New Witches
Namaku Sarah, usiaku 21 tahun. Ketika berusia 12 tahun, aku berpikir bahwa patung-patung dan lukisan-lukisan di rumah nenek dapat berbicara dan bergerak. Saat itu, liburan tengah tahun 2010 untuk pertama kalinya ayah dan ibu membawaku ke rumah nenek.
Nenek tinggal di desa Rejo di dekat kaki gunung Gedi. Jalan menuju ke rumah nenek hanya dapat dilalui denganm satu mobil.

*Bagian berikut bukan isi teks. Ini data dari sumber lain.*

/// Edit lot form.
#[instrument(skip_all)]
pub async fn lot_edit(
    State(state): State<AppState>,
    RequireAdminAuth(user): RequireAdminAuth,
    Path((batch_id, lot_id)): Path<(i32, i32)>,
) -> impl IntoResponse {
    let mfg_repo = ManufacturingRepository::new(state.pool());
    let lot_repo = InventoryLotRepository::new(state.pool());

    let b_id = naked_pineapple_core::ManufacturingBatchId::new(batch_id);
    let l_id = naked_pineapple_core::InventoryLotId::new(lot_id);

    let batch = match mfg_repo.get_batch(b_id).await {
        Ok(Some(batch)) => batch,
        Ok(None) => return Redirect::to("/financials/manufacturing").into_response(),
        Err(e) => {
            tracing::error!(?e, "Failed to get batch");
            return Html(format!("Error: {e}")).into_response();
        }
    };

    let lot_with_remaining = match lot_repo.get_lot_with_remaining(l_id).await {
        Ok(Some(lot)) => lot,
        Ok(None) => {
            return Redirect::to(&format!("/financials/manufacturing/{batch_id}")).into_response();
        }
        Err(e) => {
            tracing::error!(?e, "Failed to get lot");
            return Html(format!("Error: {e}")).into_response();
        }
    };

    let lots_received = mfg_repo.get_lots_received(b_id).await.unwrap_or(0);

    // Fetch product info from Shopify
    let (product_title, product_image, variant_title) =
        if let Ok(Some(product)) = state.shopify().get_product(&batch.shopify_product_id).await {
            let title = Some(product.title.clone());
            let image = product.images.first().map(|img| img.url.clone());
            let var_title = batch.shopify_variant_id.as_ref().and_then(|vid| {
                product
                    .variants
                    .iter()
                    .find(|v| &v.id == vid)
                    .map(|v| v.title.clone())
            });
            (title, image, var_title)
        } else {
            (None, None, None)
        };

    // Fetch locations for dropdown
    let locations = fetch_locations(state.shopify()).await;

    // Resolve location name for current lot
    let location_name = lot_with_remaining
        .lot
        .shopify_location_id
        .as_ref()
        .and_then(|lid| find_location_name(&locations, lid));
    let location_short_id = lot_with_remaining
        .lot
        .shopify_location_id
        .as_ref()
        .map(|lid| extract_short_id(lid));

    let batch_view = BatchView {
        id: batch.id.as_i32(),
        batch_number: batch.batch_number.clone(),
        shopify_product_id: batch.shopify_product_id.clone(),
        shopify_variant_id: batch.shopify_variant_id.clone(),
        product_title,
        product_image,
        variant_title,
        product_short_id: extract_short_id(&batch.shopify_product_id),
        quantity: batch.quantity,
        manufacture_date: batch.manufacture_date.to_string(),
        raw_cost_per_item: format!("{:.4}", batch.raw_cost_per_item),
        label_cost_per_item: format!("{:.4}", batch.label_cost_per_item),
        outer_carton_cost_per_item: format!("{:.4}", batch.outer_carton_cost_per_item),
        cost_per_unit: format!("{:.4}", batch.cost_per_unit),
        total_batch_cost: format!("{:.2}", batch.total_batch_cost),
        currency_code: batch.currency_code,
        notes: batch.notes,
        lots_received,
    };

    let lot_view = LotView {
        id: lot_with_remaining.lot.id.as_i32(),
        lot_number: lot_with_remaining.lot.lot_number,
        quantity: lot_with_remaining.lot.quantity,
        quantity_remaining: lot_with_remaining.quantity_remaining,
        received_date: lot_with_remaining.lot.received_date.to_string(),
        shopify_location_id: lot_with_remaining.lot.shopify_location_id,
        location_name,
        location_short_id,
        notes: lot_with_remaining.lot.notes,
    };

    let template = LotEditTemplate {
        admin_user: AdminUserView::from(&user),
        current_path: "/financials/manufacturing".to_string(),
        batch: batch_view,
        lot: lot_view,
        locations,
    };

    Html(
        template
            .render()
            .unwrap_or_else(|e| format!("Template error: {e}")),
    )
    .into_response()
}

/// Update lot.
#[instrument(skip_all)]
pub async fn lot_update(
    State(state): State<AppState>,
    RequireAdminAuth(_user): RequireAdminAuth,
    Path((batch_id, lot_id)): Path<(i32, i32)>,
    Form(form): Form<UpdateLotForm>,
) -> impl IntoResponse {
    let repo = InventoryLotRepository::new(state.pool());
    let l_id = naked_pineapple_core::InventoryLotId::new(lot_id);

    let input = UpdateLotInput {
        lot_number: form.lot_number,
        quantity: form.quantity,
        received_date: form.received_date,
        shopify_location_id: form.shopify_location_id,
        notes: form.notes,
    };

    match repo.update_lot(l_id, &input).await {
        Ok(_) => Redirect::to(&format!("/financials/manufacturing/{batch_id}")).into_response(),
        Err(RepositoryError::NotFound) => {
            Redirect::to(&format!("/financials/manufacturing/{batch_id}")).into_response()
        }
        Err(e) => {
            tracing::error!(?e, "Failed to update lot");
            Html(format!("Error: {e}")).into_response()
        }
    }
}

/// Delete lot.
#[instrument(skip_all)]
pub async fn lot_delete(
    State(state): State<AppState>,
    RequireAdminAuth(_user): RequireAdminAuth,
    Path((batch_id, lot_id)): Path<(i32, i32)>,
) -> impl IntoResponse {
    let repo = InventoryLotRepository::new(state.pool());
    let l_id = naked_pineapple_core::InventoryLotId::new(lot_id);

    match repo.delete_lot(l_id).await {
        Ok(_) => Redirect::to(&format!("/financials/manufacturing/{batch_id}")),
        Err(e) => {
            tracing::error!(?e, "Failed to delete lot");
            Redirect::to(&format!("/financials/manufacturing/{batch_id}"))
        }
    }
}

// =============================================================================
// Router
// =============================================================================

/// Build the financials router.
pub fn router() -> Router<AppState> {
    Router::new()
        // Financials landing
        .route("/financials", get(index))
        // Manufacturing batches
        .route(
            "/financials/manufacturing",
            get(manufacturing_index).post(manufacturing_create),
        )
        .route("/financials/manufacturing/new", get(manufacturing_new))
        .route(
            "/financials/manufacturing/{id}",
            get(manufacturing_show).post(manufacturing_update),
        )
        .route(
            "/financials/manufacturing/{id}/edit",
            get(manufacturing_edit),
        )
        .route(
            "/financials/manufacturing/{id}/delete",
            post(manufacturing_delete),
        )
        // Inventory lots (nested under batches)
        .route(
            "/financials/manufacturing/{batch_id}/lots/new",
            get(lot_new),
        )
        .route(
            "/financials/manufacturing/{batch_id}/lots",
            post(lot_create),
        )
        .route(
            "/financials/manufacturing/{batch_id}/lots/{id}/edit",
            get(lot_edit),
        )
        .route(
            "/financials/manufacturing/{batch_id}/lots/{id}",
            post(lot_update),
        )
        .route(
            "/financials/manufacturing/{batch_id}/lots/{id}/delete",
            post(lot_delete),
        )
}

Pohon-pohon jati berdiri kokoh di sepanjang jalan, bagaikan prajurit yang berbaris. Pohon yang kayunya digunakan sebagai bahan baku perabotan rumah karena seratnya yang bagus ini, kata ayah, sudah tumbuh kurang lebih 100 tahun sejak negara ini masih di jajah bangsa asing.
Saat kami sampai, kulihat seorang wanita kurang lebih berusia 60 tahun yang kuprediksi sebagai nenekku sedang duduk di kursi kayu yang terletak di halaman rumah. Ia tampak menunggu kedatangan kami.

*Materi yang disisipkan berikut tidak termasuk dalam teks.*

//! Custom scalar types for Shopify GraphQL API.

/// Custom scalar for DateTime (Shopify returns ISO 8601 strings).
pub type DateTime = String;

/// Custom scalar for Decimal (Shopify returns decimal strings).
pub type Decimal = String;

/// Custom scalar for URL (Shopify returns URL strings).
pub type URL = String;

/// Custom scalar for HTML (Shopify returns HTML strings).
pub type HTML = String;

/// Custom scalar for Color (Shopify returns color hex strings).
pub type Color = String;

/// Custom scalar for JSON (Shopify returns JSON strings).
pub type JSON = serde_json::Value;

/// Custom scalar for UnsignedInt64 (Shopify returns large integers).
pub type UnsignedInt64 = String;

Setelah kami turun dari mobil, nenek beranjak menghampiri ayah dan ibu lalu, memeluk mereka secara bergantian. Sesaat setelahnya, nenek berpaling kearahku sambil tersenyum lalu memelukku erat. Nenek melepaskan pelukkannya dan menatapku lekat.
“Cucuku kau terlihat sepertiku ketika muda.”
“Benarkah? Apakah nenek terlihat cantik ketika muda?” tanyaku antusias.
“Tentu saja! Banyak sekali pemuda yang mengejarku ketika masih muda,” sahut nenek sambil tertawa.
Tak lama setelah kami bercengkrama secara singkat, sebuah mobil jip memasuki halaman rumah nenek. Seorang lelaki paruh baya dengan istri dan anak perempuannya keluar dari dalam mobil. Ia adalah paman Hadi, adik ayah. Istrinya bernama tante Salma dan anaknya bernama Dinar yang berusia satu tahun lebih muda dari padaku. Aku sudah pernah bertemu paman Hadi dan keluarganya ketika berusia 7 tahun.
"Lihatlah! Keponakkanku, kau sudah besar rupanya," sapa paman Hadi sambil mengacak rambutku.
****
Selama tinggal di rumah nenek aku dan Dinar tidur di kamar yang sama. Kamar itu merupakan kamar bekas mediang kakekku. Kamar ini hanya berukuran sekitar 3x4 meter. Terdapat satu ranjang tempat tidur yang cukup untuk dua orang anak kecil berusia 12 dan 11 tahun. Tepat di samping kaki tempat tidur terdapat lemari berukuran 2 meter dengan kaca berbentuk oval di pintu depannya. Tepat di samping kepala tempat tidur berhadapan dengan lemari, terdapat jendela kayu berukuran 1x0,5 meter, jendela itu di pagar menggunakan kayu. Tepat di samping jendela terdapat meja kayu kecil yang terlihat tidak kalah tua dengan perabotan lain di kamar ini. Dinar sudah jatuh tertidur lebih dulu karena kelelahan setelah perjalanan jauh. aku yang baru memasuki kamar segera ikut berbaring di sampingnya hingga terlelap tidur.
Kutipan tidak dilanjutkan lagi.